Convention 108 (1981) required signatory Council of Europe states to enact data protection provisions in domestic law. It was updated in 2018 as Convention 108+ to align with the GDPR. The U.S. is not expected to ratify either.
Convention 108 (1981) required signatory Council of Europe member states to incorporate data protection provisions into domestic law. It addressed quality of data, special categories of data, data security, and transborder data flows, and was broadly similar to the OECD Guidelines.
In 2018, the Council of Europe adopted Convention 108+, aligning it with the GDPR (necessary/proportionate processing, breach notice, transborder requirements).
⚠️ U.S. status
As of the book's writing, the United States is not expected to ratify Convention 108 or Convention 108+ - the U.S. is only an observer.
Key terms - quick answers
What is “Convention 108”?
The 1981 Council of Europe Convention for the Protection of Individuals with Regard to Automatic Processing of Personal Data, requiring signatory states to adopt data protection provisions in domestic law.

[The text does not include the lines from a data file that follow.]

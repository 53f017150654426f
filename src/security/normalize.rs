//! Scheme normalization: turn one requirement alternative into resolved schemes.

use super::flows::{effective_flow_scopes, resolve_flows};
use super::types::{ResolvedSecurity, Securities};
use crate::config::ScopePolicy;
use crate::error::SecurityError;
use crate::spec::{Document, SecurityRequirement, SecuritySchemeDecl};
use tracing::debug;

/// Resolve one named scheme reference against its declaration
///
/// Returns `None` when the declaration cannot be used (unsupported type or
/// missing required fields).
#[must_use]
pub fn resolve_scheme(
    decl: &SecuritySchemeDecl,
    requested: &[String],
    policy: ScopePolicy,
) -> Option<ResolvedSecurity> {
    let scopes = requested.to_vec();
    match decl {
        SecuritySchemeDecl::ApiKey { name, location } => Some(ResolvedSecurity::ApiKey {
            name: name.clone(),
            location: location.clone(),
            scopes,
        }),
        SecuritySchemeDecl::Http {
            scheme,
            bearer_format,
        } => Some(ResolvedSecurity::Http {
            scheme: scheme.clone(),
            bearer_format: bearer_format.clone(),
            scopes,
        }),
        SecuritySchemeDecl::MutualTls => Some(ResolvedSecurity::MutualTls { scopes }),
        SecuritySchemeDecl::OAuth2 { flows } => {
            let declared = effective_flow_scopes(flows, policy);
            let (kept, dropped): (Vec<String>, Vec<String>) =
                scopes.into_iter().partition(|s| declared.contains(s));
            if !dropped.is_empty() {
                debug!(
                    dropped = ?dropped,
                    declared = ?declared,
                    "dropping oauth2 scopes not declared by the scheme's flows"
                );
            }
            Some(ResolvedSecurity::OAuth2 {
                flows: resolve_flows(flows),
                scopes: kept,
            })
        }
        SecuritySchemeDecl::OpenIdConnect {
            open_id_connect_url,
        } => Some(ResolvedSecurity::OpenIdConnect {
            open_id_connect_url: open_id_connect_url.clone(),
            scopes,
        }),
        SecuritySchemeDecl::Unsupported { .. } | SecuritySchemeDecl::Invalid { .. } => None,
    }
}

/// Normalize one requirement alternative
///
/// Each entry is resolved independently. Names that are not declared, and
/// declarations that cannot be used, are skipped without error; the result may
/// therefore be smaller than the requirement, or empty.
///
/// # Errors
///
/// Fails only when the document lacks the structure a lookup needs at all:
///
/// * [`SecurityError::NoComponentsFound`] - no `components`
/// * [`SecurityError::NoSecuritySchemesFound`] - no `components.securitySchemes`
pub fn resolve_requirement(
    document: &Document,
    requirement: &SecurityRequirement,
    policy: ScopePolicy,
) -> Result<Securities, SecurityError> {
    let components = document
        .components
        .as_ref()
        .ok_or(SecurityError::NoComponentsFound)?;
    let schemes = components
        .security_schemes
        .as_ref()
        .ok_or(SecurityError::NoSecuritySchemesFound)?;

    let mut securities = Securities::new();
    for (name, requested) in requirement.iter() {
        let Some(decl) = schemes.get(name) else {
            debug!(scheme = %name, "skipping security scheme not declared in components");
            continue;
        };
        match resolve_scheme(decl, requested, policy) {
            Some(resolved) => securities.insert(name, resolved),
            None => debug!(
                scheme = %name,
                kind = %decl.kind(),
                "skipping security scheme that cannot be resolved"
            ),
        }
    }
    Ok(securities)
}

What is “Convention 108+”?
The 2018 update to Convention 108, bringing it in line with the EU's GDPR on proportionality, breach notice, and transborder flows.
What is “Special categories of data”?
Under Convention 108, sensitive data such as racial origin, political opinions, religious beliefs, health, sex life, or criminal convictions that cannot be automatically processed absent appropriate safeguards.